The development of colon-specific carrier systems using polysaccharides for oral delivery of nutraceuticals is of great importance for the treatment and/or prevention of inflammatory bowel diseases. In this study, self-assembly with the assistance of vortexing and pulsed-ultrasonication was employed to develop a Fibersol®-2 (a digestion-resistant polysaccharide) and lipoid S75 based novel nanocarrier (denoted as nanofibersolosome) for the colonic delivery of cyanidin-3-O-glucoside (C3G). A series of nanofibersolosome formulations (CFS-0.5–4, 0.5–4 represent the ratios of Fibersol®-2:lipoid S75) were developed and their performance was compared with Fibersol®-2-free reference lipid formulation (CFS-0). The nanofibersolosomes (<150 nm) were spherical and unilamellar with high negative surface charge (−38 to −51 mV) and good encapsulation efficiency (EE > 90%). They performed much better than CFS-0 in retaining their physical properties during freeze drying, preventing particle aggregation, and retaining C3G during storage (4 and 25 ℃) and thermal treatments (40, 60, and 80 ℃).
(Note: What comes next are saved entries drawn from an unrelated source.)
use chrono::Utc;
use serde::Serialize;
use serde_json::Value;
use std::sync::Arc;
use tracing::{info, instrument, warn};

use crate::domain::models::USERS_COLLECTION;
use crate::domain::normalize::normalize_profile;
use crate::domain::{Identity, ProfileUpdate, RegisterProfile, UserId, UserProfile};
use crate::error::{ServiceError, ServiceResult};
use crate::store::{
    AggregateStore, Direction, Document, DocumentData, Filter, MergeUpdate, Query, SortKind,
    StoreError,
};

/// Upper bound on username search results
pub const MAX_SEARCH_RESULTS: usize = 50;
const MAX_USERNAME_CHARS: usize = 30;

#[derive(Clone)]
pub struct ProfileService {
    store: Arc<dyn AggregateStore>,
}

impl ProfileService {
    pub fn new(store: Arc<dyn AggregateStore>) -> Self {
        Self { store }
    }

    /// Write the profile document for a freshly registered user.
    #[instrument(skip(self, user_id, form), fields(user_id = %user_id))]
    pub async fn create_profile(
        &self,
        user_id: &UserId,
        form: RegisterProfile,
    ) -> ServiceResult<UserProfile> {
        let form = validate_registration(form)?;

        let now = Value::String(Utc::now().to_rfc3339());
        let social_links = encode("social links", &form.social_links)?;

        let mut data = DocumentData::new();
        data.insert("email".into(), Value::String(form.email));
        data.insert("username".into(), Value::String(form.username));
        data.insert("firstName".into(), Value::String(form.first_name));
        data.insert("lastName".into(), Value::String(form.last_name));
        data.insert("userType".into(), Value::String(form.user_type.to_string()));
        for (field, value) in [
            ("bio", form.bio),
            ("location", form.location),
            ("phoneNumber", form.phone_number),
            ("website", form.website),
        ] {
            if let Some(value) = value {
                data.insert(field.into(), Value::String(value));
            }
        }
        data.insert("socialLinks".into(), social_links);
        data.insert(
            "skills".into(),
            Value::Array(form.skills.into_iter().map(Value::String).collect()),
        );
        data.insert("followers".into(), Value::Array(Vec::new()));
        data.insert("following".into(), Value::Array(Vec::new()));
        data.insert("createdAt".into(), now.clone());
        data.insert("updatedAt".into(), now);

        self.store
            .create_with_id(USERS_COLLECTION, user_id.as_str(), data.clone())
            .await
            .map_err(|e| match e {
                StoreError::AlreadyExists { .. } => ServiceError::ValidationFailed(format!(
                    "profile for {} already exists",
                    user_id
                )),
                other => other.into(),
            })?;

        let profile = normalize_profile(&Document {
            id: user_id.to_string(),
            version: 1,
            seq: 0,
            data,
        })?;

        info!(username = %profile.username, role = %profile.user_type, "Profile created");
        Ok(profile)
    }

    /// Merge a partial edit into the caller's own profile and stamp
    /// `updatedAt`. Fields absent from `update` keep their stored values.
    #[instrument(skip(self, caller, update))]
    pub async fn update_profile(
        &self,
        caller: Option<&Identity>,
        update: ProfileUpdate,
    ) -> ServiceResult<UserProfile> {
        let owner = caller.ok_or(ServiceError::Unauthenticated)?;
        let merge = profile_merge(update)?;

        self.store
            .merge_update(USERS_COLLECTION, owner.id.as_str(), &merge)
            .await?;
        info!(user_id = %owner.id, fields = merge.fields.len(), "Profile updated");

        self.get_profile(&owner.id)
            .await?
            .ok_or_else(|| ServiceError::NotFound(format!("{}/{}", USERS_COLLECTION, owner.id)))
    }

    pub async fn get_profile(&self, user_id: &UserId) -> ServiceResult<Option<UserProfile>> {
        match self.store.get(USERS_COLLECTION, user_id.as_str()).await? {
            Some(doc) => Ok(Some(normalize_profile(&doc)?)),
            None => Ok(None),
        }
    }

    /// Profiles whose username starts with `prefix`, alphabetically.
    pub async fn search_by_username_prefix(&self, prefix: &str) -> ServiceResult<Vec<UserProfile>> {
        let prefix = prefix.trim();
        if prefix.is_empty() {
            return Ok(Vec::new());
        }

        let query = Query::new()
            .filter(Filter::prefix("username", prefix))
            .order_by("username", SortKind::Text, Direction::Asc)
            .limit(MAX_SEARCH_RESULTS);
        let docs = self.store.query(USERS_COLLECTION, &query).await?;
        Ok(normalize_all(&docs))
    }

    pub async fn find_by_exact_username(&self, username: &str) -> ServiceResult<Vec<UserProfile>> {
        let query = Query::new().filter(Filter::equals("username", username.trim()));
        let docs = self.store.query(USERS_COLLECTION, &query).await?;
        Ok(normalize_all(&docs))
    }
}

fn validate_registration(mut form: RegisterProfile) -> ServiceResult<RegisterProfile> {
    form.email = form.email.trim().to_string();
    form.username = form.username.trim().to_string();
    form.first_name = form.first_name.trim().to_string();
    form.last_name = form.last_name.trim().to_string();

    if !is_valid_email(&form.email) {
        return Err(ServiceError::ValidationFailed(format!(
            "'{}' is not a valid email address",
            form.email
        )));
    }
    if form.username.is_empty() || form.username.chars().any(char::is_whitespace) {
        return Err(ServiceError::ValidationFailed(
            "username must be a single non-empty word".to_string(),
        ));
    }
    if form.username.chars().count() > MAX_USERNAME_CHARS {
        return Err(ServiceError::ValidationFailed(format!(
            "username exceeds {} characters",
            MAX_USERNAME_CHARS
        )));
    }
    if form.first_name.is_empty() || form.last_name.is_empty() {
        return Err(ServiceError::ValidationFailed(
            "first and last name are required".to_string(),
        ));
    }
    Ok(form)
}

fn profile_merge(update: ProfileUpdate) -> ServiceResult<MergeUpdate> {
    let mut merge = MergeUpdate::new();

    for (field, value) in [("firstName", update.first_name), ("lastName", update.last_name)] {
        if let Some(value) = value {
            let value = value.trim();
            if value.is_empty() {
                return Err(ServiceError::ValidationFailed(format!(
                    "{} must not be empty",
                    field
                )));
            }
            merge = merge.set(field, Value::String(value.to_string()));
        }
    }

    for (field, value) in [
        ("profileImageUrl", update.profile_image_url),
        ("bio", update.bio),
        ("location", update.location),
        ("phoneNumber", update.phone_number),
        ("website", update.website),
    ] {
        if let Some(value) = value {
            let value = value.trim();
            let stored = if value.is_empty() {
                Value::Null
            } else {
                Value::String(value.to_string())
            };
            merge = merge.set(field, stored);
        }
    }

    if let Some(links) = update.social_links {
        merge = merge.set("socialLinks", encode("social links", &links)?);
    }
    if let Some(skills) = update.skills {
        let skills = skills
            .iter()
            .map(|s| s.trim())
            .filter(|s| !s.is_empty())
            .map(|s| Value::String(s.to_string()))
            .collect();
        merge = merge.set("skills", Value::Array(skills));
    }
    if let Some(experience) = update.experience {
        merge = merge.set("experience", encode("experience", &experience)?);
    }
    if let Some(education) = update.education {
        merge = merge.set("education", encode("education", &education)?);
    }

    Ok(merge.set("updatedAt", Value::String(Utc::now().to_rfc3339())))
}

fn encode<T: Serialize>(what: &str, value: &T) -> ServiceResult<Value> {
    serde_json::to_value(value)
        .map_err(|e| ServiceError::Internal(format!("Failed to encode {}: {}", what, e)))
}

fn is_valid_email(email: &str) -> bool {
    let Some((local, domain)) = email.split_once('@') else {
        return false;
    };
    !local.is_empty()
        && !domain.contains('@')
        && !email.chars().any(char::is_whitespace)
        && domain
            .split_once('.')
            .map_or(false, |(host, tld)| !host.is_empty() && !tld.is_empty())
}

fn normalize_all(docs: &[Document]) -> Vec<UserProfile> {
    docs.iter()
        .filter_map(|doc| match normalize_profile(doc) {
            Ok(profile) => Some(profile),
            Err(e) => {
                warn!(user_id = %doc.id, error = %e, "Skipping unreadable profile");
                None
            }
        })
        .collect()
}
They also exhibited significantly higher stability during simulated gastrointestinal digestion than CFS-0. These desirable features of the nanofibersolosomes (especially CFS-0.5 and CFS-1) led to the efficient delivery of higher concentrations of C3G to the colon than CFS-0. Moreover, gastrointestinal-digested and colonic-fermented nanofibersolosome samples exhibited significantly higher DPPH radical scavenging activity and stronger promoting effect on short-chain fatty acid generation than CFS-0. These in vitro findings indicate that the novel nanofibersolosome possesses great potential for the colonic delivery of C3G and likely other hydrophilic labile phytochemicals that merits further evaluation in in vivo models.